I lavoratori qualificati sono sempre più difficili da trovare anche in Sardegna. Nel 2023 le imprese sarde non sono riuscite a reperire il 42% della manodopera necessaria, pari a 64.170 posti rimasti scoperti. Le cose sono andate peggio per le piccole realtà che hanno avuto difficoltà ad assumere il 42,9% del personale (48.030 lavoratori), e per gli artigiani la cui quota di lavoratori introvabili è arrivata al 50,7% (8.170 addetti). Sono questi i numeri dell’ufficio studi di Confartigianato Sardegna, su base UnionCamere-Anpal-Excelsior 2023, che per l’Isola che produce fotografano una vera e propria emergenza.

“La scarsità di personale con le giuste competenze frena le transizioni ecologia e digitale ed è indicato come il problema più grave dal 58,1% delle Pmi della nostra regione, a fronte del 54,1% della media delle Pmi dell’Ue – commentano Fabio Mereu e Daniele Serra, presidente e segretario di Confartigianato Imprese Sardegna – per le nostre aziende la difficoltà a trovare lavoratori qualificati supera di gran lunga i problemi della burocrazia, dell’accesso al credito, della concorrenza sleale”.

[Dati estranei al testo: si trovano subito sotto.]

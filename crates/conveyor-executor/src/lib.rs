//! Step execution backends for Conveyor.
//!
//! Ships the local process executor. Cluster-backed executors live
//! behind the same [`conveyor_core::executor::StepExecutor`] trait and
//! are wired in by the embedding service.

pub mod local;

pub use local::LocalProcessExecutor;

“I motivi principali di questa situazione sono la crisi demografica, determinata da denatalità e invecchiamento, e poi il percorso scolastico: il 12% dei candidati disponibili denota una inadeguata preparazione scolastica, mentre quasi il 30% dei posti disponibili trova a fatica, o non trova proprio, chi li occupa – aggiunge Mereu – poi vi sono i giovani inattivi, il 21,4% dei ragazzi tra i 14 e i 29 anni, cioè giovani sardi che non studiano e non sono disponibili a lavorare, per motivi familiari, per scoraggiamento nella ricerca del lavoro, ritardo negli studi universitari, sussidi pubblici. E naturalmente c’è anche il lavoro sommerso”.

Il ritardo nel trovare le persone adatte da assumere genera costi enormi: nelle piccole imprese isolane: i dati più recenti dicono oltre 206 milioni di euro.

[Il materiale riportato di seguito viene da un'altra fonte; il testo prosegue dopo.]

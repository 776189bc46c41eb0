//! PostgreSQL implementation of the job store.

use async_trait::async_trait;
use bytes::Bytes;
use chrono::{DateTime, Utc};
use conveyor_core::job::{GitSource, PipelineJob, RunStatus, Step, Trigger};
use conveyor_core::log::{LogEntry, LogKind};
use conveyor_core::{JobId, StepId};
use sqlx::PgPool;
use std::collections::HashMap;
use uuid::Uuid;

use crate::{JobStore, StoreError, StoreResult};

/// PostgreSQL-backed [`JobStore`].
pub struct PgStore {
    pool: PgPool,
}

impl PgStore {
    pub fn new(pool: PgPool) -> Self {
        Self { pool }
    }
}

#[derive(sqlx::FromRow)]
struct JobRow {
    id: Uuid,
    name: String,
    repo_url: String,
    sha: String,
    branch: Option<String>,
    trigger: String,
    env: serde_json::Value,
    status: String,
    queued_at: DateTime<Utc>,
    started_at: Option<DateTime<Utc>>,
    finished_at: Option<DateTime<Utc>>,
}

#[derive(sqlx::FromRow)]
struct StepRow {
    id: Uuid,
    job_id: Uuid,
    idx: i32,
    name: String,
    image: String,
    commands: serde_json::Value,
    env: serde_json::Value,
    status: String,
    exit_code: Option<i32>,
    started_at: Option<DateTime<Utc>>,
    finished_at: Option<DateTime<Utc>>,
}

#[derive(sqlx::FromRow)]
struct LogRow {
    step_id: Uuid,
    time: DateTime<Utc>,
    line: i64,
    payload: Vec<u8>,
    kind: String,
    created_at: DateTime<Utc>,
}

fn decode_env(value: serde_json::Value) -> StoreResult<HashMap<String, String>> {
    serde_json::from_value(value).map_err(|e| StoreError::Decode(e.to_string()))
}

fn decode_commands(value: serde_json::Value) -> StoreResult<Vec<String>> {
    serde_json::from_value(value).map_err(|e| StoreError::Decode(e.to_string()))
}

fn encode_json<T: serde::Serialize>(value: &T) -> serde_json::Value {
    serde_json::to_value(value).unwrap_or(serde_json::Value::Null)
}

impl TryFrom<StepRow> for Step {
    type Error = StoreError;

    fn try_from(row: StepRow) -> StoreResult<Step> {
        Ok(Step {
            id: StepId::from_uuid(row.id),
            job_id: JobId::from_uuid(row.job_id),
            index: row.idx as u32,
            name: row.name,
            image: row.image,
            commands: decode_commands(row.commands)?,
            env: decode_env(row.env)?,
            status: row
                .status
                .parse::<RunStatus>()
                .map_err(StoreError::Decode)?,
            exit_code: row.exit_code,
            started_at: row.started_at,
            finished_at: row.finished_at,
        })
    }
}

impl TryFrom<LogRow> for LogEntry {
    type Error = StoreError;

    fn try_from(row: LogRow) -> StoreResult<LogEntry> {
        Ok(LogEntry {
            step_id: StepId::from_uuid(row.step_id),
            time: row.time,
            line: row.line as u64,
            payload: Bytes::from(row.payload),
            kind: row.kind.parse::<LogKind>().map_err(StoreError::Decode)?,
            created_at: row.created_at,
        })
    }
}

#[async_trait]
impl JobStore for PgStore {
    async fn save_job(&self, job: &PipelineJob) -> StoreResult<()> {
        let mut tx = self.pool.begin().await?;

        sqlx::query(
            r#"
            INSERT INTO jobs (id, name, repo_url, sha, branch, trigger, env, status, queued_at, started_at, finished_at)
            VALUES ($1, $2, $3, $4, $5, $6, $7, $8, $9, $10, $11)
            ON CONFLICT (id) DO UPDATE
            SET status = EXCLUDED.status,
                started_at = EXCLUDED.started_at,
                finished_at = EXCLUDED.finished_at
            "#,
        )
        .bind(job.id.as_uuid())
        .bind(&job.name)
        .bind(&job.source.repo_url)
        .bind(&job.source.sha)
        .bind(&job.source.branch)
        .bind(job.trigger.as_str())
        .bind(encode_json(&job.env))
        .bind(job.status.as_str())
        .bind(job.queued_at)
        .bind(job.started_at)
        .bind(job.finished_at)
        .execute(&mut *tx)
        .await?;

        for step in &job.steps {
            upsert_step(&mut tx, step).await?;
        }

        tx.commit().await?;
        Ok(())
    }

    async fn save_step(&self, step: &Step) -> StoreResult<()> {
        let mut tx = self.pool.begin().await?;
        upsert_step(&mut tx, step).await?;
        tx.commit().await?;
        Ok(())
    }

    async fn append_log_entry(&self, entry: &LogEntry) -> StoreResult<()> {
        sqlx::query(
            r#"
            INSERT INTO step_logs (step_id, time, line, payload, kind, created_at)
            VALUES ($1, $2, $3, $4, $5, $6)
            "#,
        )
        .bind(entry.step_id.as_uuid())
        .bind(entry.time)
        .bind(entry.line as i64)
        .bind(entry.payload.as_ref())
        .bind(entry.kind.as_str())
        .bind(entry.created_at)
        .execute(&self.pool)
        .await?;
        Ok(())
    }

    async fn load_job(&self, id: JobId) -> StoreResult<PipelineJob> {
        let row = sqlx::query_as::<_, JobRow>(
            r#"
            SELECT id, name, repo_url, sha, branch, trigger, env, status, queued_at, started_at, finished_at
            FROM jobs
            WHERE id = $1
            "#,
        )
        .bind(id.as_uuid())
        .fetch_optional(&self.pool)
        .await?
        .ok_or_else(|| StoreError::NotFound(format!("job {}", id)))?;

        let step_rows = sqlx::query_as::<_, StepRow>(
            r#"
            SELECT id, job_id, idx, name, image, commands, env, status, exit_code, started_at, finished_at
            FROM steps
            WHERE job_id = $1
            ORDER BY idx ASC
            "#,
        )
        .bind(id.as_uuid())
        .fetch_all(&self.pool)
        .await?;

        let steps = step_rows
            .into_iter()
            .map(Step::try_from)
            .collect::<StoreResult<Vec<_>>>()?;

        Ok(PipelineJob {
            id: JobId::from_uuid(row.id),
            name: row.name,
            source: GitSource {
                repo_url: row.repo_url,
                sha: row.sha,
                branch: row.branch,
            },
            trigger: row
                .trigger
                .parse::<Trigger>()
                .map_err(StoreError::Decode)?,
            env: decode_env(row.env)?,
            steps,
            status: row
                .status
                .parse::<RunStatus>()
                .map_err(StoreError::Decode)?,
            queued_at: row.queued_at,
            started_at: row.started_at,
            finished_at: row.finished_at,
        })
    }

    async fn load_step(&self, id: StepId) -> StoreResult<Step> {
        let row = sqlx::query_as::<_, StepRow>(
            r#"
            SELECT id, job_id, idx, name, image, commands, env, status, exit_code, started_at, finished_at
            FROM steps
            WHERE id = $1
            "#,
        )
        .bind(id.as_uuid())
        .fetch_optional(&self.pool)
        .await?
        .ok_or_else(|| StoreError::NotFound(format!("step {}", id)))?;

        Step::try_from(row)
    }

    async fn list_log_entries(
        &self,
        step_id: StepId,
        offset: u64,
        limit: u64,
    ) -> StoreResult<Vec<LogEntry>> {
        let rows = sqlx::query_as::<_, LogRow>(
            r#"
            SELECT step_id, time, line, payload, kind, created_at
            FROM step_logs
            WHERE step_id = $1
            ORDER BY id ASC
            OFFSET $2 LIMIT $3
            "#,
        )
        .bind(step_id.as_uuid())
        .bind(offset as i64)
        .bind(limit as i64)
        .fetch_all(&self.pool)
        .await?;

        rows.into_iter().map(LogEntry::try_from).collect()
    }
}

async fn upsert_step(
    tx: &mut sqlx::Transaction<'_, sqlx::Postgres>,
    step: &Step,
) -> StoreResult<()> {
    sqlx::query(
        r#"
        INSERT INTO steps (id, job_id, idx, name, image, commands, env, status, exit_code, started_at, finished_at)
        VALUES ($1, $2, $3, $4, $5, $6, $7, $8, $9, $10, $11)
        ON CONFLICT (id) DO UPDATE
        SET status = EXCLUDED.status,
            exit_code = EXCLUDED.exit_code,
            started_at = EXCLUDED.started_at,
            finished_at = EXCLUDED.finished_at
        "#,
    )
    .bind(step.id.as_uuid())
    .bind(step.job_id.as_uuid())
    .bind(step.index as i32)
    .bind(&step.name)
    .bind(&step.image)
    .bind(encode_json(&step.commands))
    .bind(encode_json(&step.env))
    .bind(step.status.as_str())
    .bind(step.exit_code)
    .bind(step.started_at)
    .bind(step.finished_at)
    .execute(&mut **tx)
    .await?;
    Ok(())
}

In questo contesto due piccole imprese su tre (66,0%) hanno adottato interventi per attrarre e/o trattenere il personale qualificato. Più diffusi gli incrementi salariali, adottati dal 32,6% delle piccole imprese, e la flessibilità negli orari di lavoro, registrata nel 28,5% dei casi. Inoltre, le imprese adottano la concessione di maggiore autonomia sul lavoro nel 19,4% dei casi, il coinvolgimento nelle decisioni aziendali nel 13,4% dei casi, l’accesso a benefit aziendali (auto aziendale, agevolazioni nella fruizione di servizi, assicurazioni personali, ecc.) nel 12,9% dei casi, e incentivi per attività di auto-formazione e crescita professionale, anche esterne all’impresa, nel 11,4% dei casi. Per reagire alla criticità relativa al personale, il 24,9% delle imprese ha attivato o intensificato la collaborazione con le scuole, in particolare quelle scuole ad indirizzo tecnico e professionale.